(Data items)
=======
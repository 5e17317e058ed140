use super::types::{LlmChunk, LlmError, LlmProvider, LlmStream};
use crate::shared::config::LlmConfig;
use async_openai::{
    config::OpenAIConfig,
    error::OpenAIError,
    types::chat::{
        ChatCompletionRequestAssistantMessageArgs, ChatCompletionRequestMessage,
        ChatCompletionRequestSystemMessageArgs, ChatCompletionRequestUserMessageArgs,
        CreateChatCompletionRequestArgs, CreateChatCompletionStreamResponse,
    },
    Client,
};
use async_trait::async_trait;
use contracts::chat::{ChatMessage, ChatRole};
use futures::StreamExt;

/// OpenAI provider, also used for OpenAI-compatible endpoints
pub struct OpenAiProvider {
    client: Client<OpenAIConfig>,
    model: String,
    temperature: f32,
    max_tokens: u32,
    system_prompt: Option<String>,
}

impl OpenAiProvider {
    /// Create a provider for the public OpenAI API
    pub fn new(api_key: String, model: String, temperature: f64, max_tokens: i32) -> Self {
        let config = OpenAIConfig::new().with_api_key(api_key);
        Self::with_client(Client::with_config(config), model, temperature, max_tokens)
    }

    /// Create with a custom endpoint (for compatible APIs)
    pub fn new_with_endpoint(
        api_endpoint: String,
        api_key: String,
        model: String,
        temperature: f64,
        max_tokens: i32,
    ) -> Self {
        let config = OpenAIConfig::new()
            .with_api_key(api_key)
            .with_api_base(api_endpoint);
        Self::with_client(Client::with_config(config), model, temperature, max_tokens)
    }

    fn with_client(
        client: Client<OpenAIConfig>,
        model: String,
        temperature: f64,
        max_tokens: i32,
    ) -> Self {
        Self {
            client,
            model,
            temperature: temperature as f32,
            max_tokens: max_tokens.max(1) as u32,
            system_prompt: None,
        }
    }

    pub fn from_config(config: &LlmConfig) -> Result<Self, LlmError> {
        if !config.provider.eq_ignore_ascii_case("openai") {
            return Err(LlmError::UnsupportedProvider(config.provider.clone()));
        }
        let provider = match config.api_endpoint.as_deref().filter(|e| !e.is_empty()) {
            Some(endpoint) => Self::new_with_endpoint(
                endpoint.to_string(),
                config.api_key.clone(),
                config.model.clone(),
                config.temperature,
                config.max_tokens,
            ),
            None => Self::new(
                config.api_key.clone(),
                config.model.clone(),
                config.temperature,
                config.max_tokens,
            ),
        };
        Ok(provider.with_system_prompt(config.system_prompt.clone()))
    }

    pub fn with_system_prompt(mut self, system_prompt: Option<String>) -> Self {
        self.system_prompt = system_prompt.filter(|p| !p.trim().is_empty());
        self
    }

    /// The configured system prompt goes first; system messages sent by the
    /// client are dropped
    fn conversation(&self, messages: Vec<ChatMessage>) -> Vec<ChatMessage> {
        self.system_prompt
            .iter()
            .map(ChatMessage::system)
            .chain(messages.into_iter().filter(|m| m.role != ChatRole::System))
            .collect()
    }

    /// Convert our messages to the OpenAI format
    fn convert_messages(
        &self,
        messages: Vec<ChatMessage>,
    ) -> Result<Vec<ChatCompletionRequestMessage>, LlmError> {
        let mut openai_messages = Vec::new();

        for msg in self.conversation(messages) {
            let openai_msg = match msg.role {
                ChatRole::System => ChatCompletionRequestSystemMessageArgs::default()
                    .content(msg.content)
                    .build()
                    .map_err(|e| LlmError::InvalidRequest(e.to_string()))?
                    .into(),
                ChatRole::User => ChatCompletionRequestUserMessageArgs::default()
                    .content(msg.content)
                    .build()
                    .map_err(|e| LlmError::InvalidRequest(e.to_string()))?
                    .into(),
                ChatRole::Assistant => ChatCompletionRequestAssistantMessageArgs::default()
                    .content(msg.content)
                    .build()
                    .map_err(|e| LlmError::InvalidRequest(e.to_string()))?
                    .into(),
            };
            openai_messages.push(openai_msg);
        }

        Ok(openai_messages)
    }

    fn map_error(e: OpenAIError) -> LlmError {
        let err_str = e.to_string();
        if err_str.contains("401") || err_str.contains("authentication") {
            LlmError::AuthError(err_str)
        } else if err_str.contains("429") || err_str.contains("rate limit") {
            LlmError::RateLimitExceeded
        } else if err_str.contains("error sending request") || err_str.contains("connection") {
            LlmError::NetworkError(err_str)
        } else {
            LlmError::ApiError(err_str)
        }
    }

    /// Chunks carried by one streamed response
    fn chunks(response: CreateChatCompletionStreamResponse) -> Vec<Result<LlmChunk, LlmError>> {
        let mut chunks = Vec::new();
        for choice in response.choices {
            if let Some(content) = choice.delta.content.filter(|c| !c.is_empty()) {
                chunks.push(Ok(LlmChunk::Delta(content)));
            }
            if let Some(reason) = choice.finish_reason {
                chunks.push(Ok(LlmChunk::Finished(Some(
                    format!("{:?}", reason).to_lowercase(),
                ))));
            }
        }
        chunks
    }

    /// Whether the model accepts temperature and max_completion_tokens.
    ///
    /// GPT-5 and o1/o3 models only accept the default temperature and no
    /// token limit.
    fn supports_advanced_params(model_id: &str) -> bool {
        let is_restricted = model_id.starts_with("gpt-5")
            || model_id.starts_with("o1-")
            || model_id.starts_with("o3-");

        !is_restricted
    }
}

#[async_trait]
impl LlmProvider for OpenAiProvider {
    async fn chat_completion_stream(&self, messages: Vec<ChatMessage>) -> Result<LlmStream, LlmError> {
        let openai_messages = self.convert_messages(messages)?;

        let mut request_builder = CreateChatCompletionRequestArgs::default();
        request_builder
            .model(&self.model)
            .messages(openai_messages)
            .stream(true);

        if Self::supports_advanced_params(&self.model) {
            request_builder
                .temperature(self.temperature)
                .max_completion_tokens(self.max_tokens);
        }

        let request = request_builder
            .build()
            .map_err(|e| LlmError::InvalidRequest(e.to_string()))?;

        let stream = self
            .client
            .chat()
            .create_stream(request)
            .await
            .map_err(Self::map_error)?;

        Ok(stream
            .flat_map(|item| {
                let chunks = match item {
                    Ok(response) => Self::chunks(response),
                    Err(e) => vec![Err(Self::map_error(e))],
                };
                futures::stream::iter(chunks)
            })
            .boxed())
    }

    fn provider_name(&self) -> &str {
        "OpenAI"
    }
}

#[cfg(test)]
mod tests {
    use super::*;

    fn provider(system_prompt: Option<&str>) -> OpenAiProvider {
        OpenAiProvider::new("sk-test".to_string(), "gpt-4o-mini".to_string(), 0.7, 256)
            .with_system_prompt(system_prompt.map(str::to_string))
    }

    #[test]
    fn test_system_prompt_is_prepended() {
        let messages = provider(Some("Be brief.")).conversation(vec![
            ChatMessage::system("ignored"),
            ChatMessage::user("Hi"),
        ]);
        assert_eq!(messages, vec![ChatMessage::system("Be brief."), ChatMessage::user("Hi")]);
    }

    #[test]
    fn test_blank_system_prompt_is_skipped() {
        let messages = provider(Some("  ")).conversation(vec![ChatMessage::user("Hi")]);
        assert_eq!(messages, vec![ChatMessage::user("Hi")]);
    }

    #[test]
    fn test_restricted_models() {
        assert!(OpenAiProvider::supports_advanced_params("gpt-4o-mini"));
        assert!(!OpenAiProvider::supports_advanced_params("gpt-5"));
        assert!(!OpenAiProvider::supports_advanced_params("o1-preview"));
    }

    #[test]
    fn test_unknown_provider_is_rejected() {
        let config = LlmConfig {
            provider: "anthropic".to_string(),
            api_endpoint: None,
            api_key: String::new(),
            model: "m".to_string(),
            temperature: 0.0,
            max_tokens: 16,
            system_prompt: None,
        };
        assert!(matches!(
            OpenAiProvider::from_config(&config),
            Err(LlmError::UnsupportedProvider(_))
        ));
    }
}
//! Upload contracts and the file checks shared by the file input and the
//! upload endpoint.

use serde::{Deserialize, Serialize};

const BYTES_IN_MB: f64 = 1024.0 * 1024.0;

/// A selected file failed size or type validation
#[derive(Debug, Clone, PartialEq, Eq, Serialize, Deserialize)]
pub struct UploadFileError {
    pub file_name: String,
    pub message: String,
}

impl UploadFileError {
    pub fn new(file_name: impl Into<String>, message: impl Into<String>) -> Self {
        Self {
            file_name: file_name.into(),
            message: message.into(),
        }
    }
}

impl std::fmt::Display for UploadFileError {
    fn fmt(&self, f: &mut std::fmt::Formatter<'_>) -> std::fmt::Result {
        write!(f, "{}: {}", self.file_name, self.message)
    }
}

/// Limits applied to a selected file. Both limits are optional.
#[derive(Debug, Clone, Default, PartialEq, Serialize, Deserialize)]
pub struct FileConstraints {
    /// Accepted extensions as written by the caller, e.g. `".png,.jpeg"`
    pub accepted_types: Option<String>,
    /// Maximum size in megabytes
    pub max_file_size: Option<f64>,
}

/// Response of `POST /api/uploads`
#[derive(Debug, Clone, PartialEq, Eq, Serialize, Deserialize)]
pub struct UploadResponse {
    /// Server-relative URL of the stored file
    pub url: String,
    pub file_name: String,
    pub size: u64,
}

pub fn fit_in_size(size_bytes: u64, max_file_size_mb: Option<f64>) -> bool {
    match max_file_size_mb {
        Some(max) => size_bytes as f64 <= max * BYTES_IN_MB,
        None => true,
    }
}

/// Extension derived from the MIME subtype: `image/jpeg` -> `.jpeg`.
///
/// No mapping to conventional extensions is done, so a `.jpg`-only accept
/// list rejects `image/jpeg`.
pub fn extension_from_mime(mime_type: &str) -> Option<String> {
    mime_type
        .split('/')
        .nth(1)
        .filter(|subtype| !subtype.is_empty())
        .map(|subtype| format!(".{subtype}"))
}

/// Validate a file against the constraints.
///
/// Size is checked first. The type check is a substring test of the derived
/// extension against the accepted-types string.
pub fn validate_file(
    file_name: &str,
    mime_type: &str,
    size_bytes: u64,
    constraints: &FileConstraints,
) -> Result<(), UploadFileError> {
    if !fit_in_size(size_bytes, constraints.max_file_size) {
        let max = constraints.max_file_size.unwrap_or_default();
        return Err(UploadFileError::new(
            file_name,
            format!("Your file exceeds {max}MB. Upload a smaller image."),
        ));
    }
    if let Some(accepted) = constraints.accepted_types.as_deref().filter(|a| !a.is_empty()) {
        let accepted_ext = extension_from_mime(mime_type)
            .map(|ext| accepted.contains(&ext))
            .unwrap_or(false);
        if !accepted_ext {
            return Err(UploadFileError::new(
                file_name,
                format!("Image should be in {accepted} format."),
            ));
        }
    }
    Ok(())
}

/// Display name for a stored file: the trailing path segment of its URL,
/// without query or fragment, percent-decoded.
pub fn parse_file_name_from_url(url: &str) -> String {
    let without_fragment = url.split('#').next().unwrap_or(url);
    let path = without_fragment.split('?').next().unwrap_or(without_fragment);
    let segment = path
        .trim_end_matches('/')
        .rsplit('/')
        .next()
        .unwrap_or_default();
    urlencoding::decode(segment)
        .map(|s| s.into_owned())
        .unwrap_or_else(|_| segment.to_string())
}
use axum::http::StatusCode;
use axum::response::{IntoResponse, Response};
use axum::Json;
use contracts::shared::api::ApiErrorBody;
use thiserror::Error;

use crate::domain::parse::ParseError;
use crate::domain::upload::UploadError;
use crate::shared::llm::LlmError;

/// Error returned by handlers, rendered as `(status, Json(ApiErrorBody))`
#[derive(Debug, Error)]
pub enum ApiError {
    #[error("{0}")]
    BadRequest(String),

    #[error("{0}")]
    Unprocessable(String),

    #[error("{0}")]
    PayloadTooLarge(String),

    #[error("{0}")]
    BadGateway(String),

    #[error("{0}")]
    Internal(String),
}

impl ApiError {
    pub fn status(&self) -> StatusCode {
        match self {
            ApiError::BadRequest(_) => StatusCode::BAD_REQUEST,
            ApiError::Unprocessable(_) => StatusCode::UNPROCESSABLE_ENTITY,
            ApiError::PayloadTooLarge(_) => StatusCode::PAYLOAD_TOO_LARGE,
            ApiError::BadGateway(_) => StatusCode::BAD_GATEWAY,
            ApiError::Internal(_) => StatusCode::INTERNAL_SERVER_ERROR,
        }
    }
}

impl IntoResponse for ApiError {
    fn into_response(self) -> Response {
        let status = self.status();
        if status.is_server_error() {
            tracing::error!("{} {}", status.as_u16(), self);
        } else {
            tracing::warn!("{} {}", status.as_u16(), self);
        }
        let body = ApiErrorBody::new(status.as_u16(), self.to_string());
        (status, Json(body)).into_response()
    }
}

impl From<ParseError> for ApiError {
    fn from(e: ParseError) -> Self {
        match e {
            ParseError::InvalidUrl(_) => ApiError::Unprocessable(e.to_string()),
            ParseError::Upstream { .. } | ParseError::Fetch(_) => ApiError::BadGateway(e.to_string()),
        }
    }
}

impl From<UploadError> for ApiError {
    fn from(e: UploadError) -> Self {
        match e {
            UploadError::MissingFile | UploadError::Multipart(_) => ApiError::BadRequest(e.to_string()),
            UploadError::TooLarge(rejected) => ApiError::PayloadTooLarge(rejected.message),
            UploadError::Rejected(rejected) => ApiError::Unprocessable(rejected.message),
            UploadError::Io(_) => ApiError::Internal(e.to_string()),
        }
    }
}

impl From<LlmError> for ApiError {
    fn from(e: LlmError) -> Self {
        match e {
            LlmError::InvalidRequest(_) => ApiError::BadRequest(e.to_string()),
            _ => ApiError::BadGateway(e.to_string()),
        }
    }
}

#[cfg(test)]
mod tests {
    use super::*;
    use contracts::upload::UploadFileError;

    #[test]
    fn test_parse_errors_map_to_status() {
        let err: ApiError = ParseError::InvalidUrl("ftp://x".to_string()).into();
        assert_eq!(err.status(), StatusCode::UNPROCESSABLE_ENTITY);

        let err: ApiError = ParseError::Upstream {
            status: 404,
            url: "https://example.com".to_string(),
        }
        .into();
        assert_eq!(err.status(), StatusCode::BAD_GATEWAY);
    }

    #[test]
    fn test_rejected_upload_status() {
        let too_big = UploadError::TooLarge(UploadFileError::new(
            "a.png",
            "Your file exceeds 5MB. Upload a smaller image.",
        ));
        assert_eq!(ApiError::from(too_big).status(), StatusCode::PAYLOAD_TOO_LARGE);

        let wrong_type = UploadError::Rejected(UploadFileError::new(
            "a.pdf",
            "Image should be in .png format.",
        ));
        let err = ApiError::from(wrong_type);
        assert_eq!(err.status(), StatusCode::UNPROCESSABLE_ENTITY);
        assert_eq!(err.to_string(), "Image should be in .png format.");
    }
}
//! Chat message form (MVVM Standard)
//!
//! Structure:
//! - model.rs: ChatFormModel - pure form state and submit rules
//! - view.rs: ChatForm component (textarea, send/stop buttons, auto-resize)

mod model;
mod view;

pub use model::ChatFormModel;
pub use view::ChatForm;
=======
GOAL OF THE EXERCISE ->
Wherever a line of the data above contains "stored", copy that line.

TASK ANSWER ->
    /// Server-relative URL of the stored file
/// Display name for a stored file: the trailing path segment of its URL,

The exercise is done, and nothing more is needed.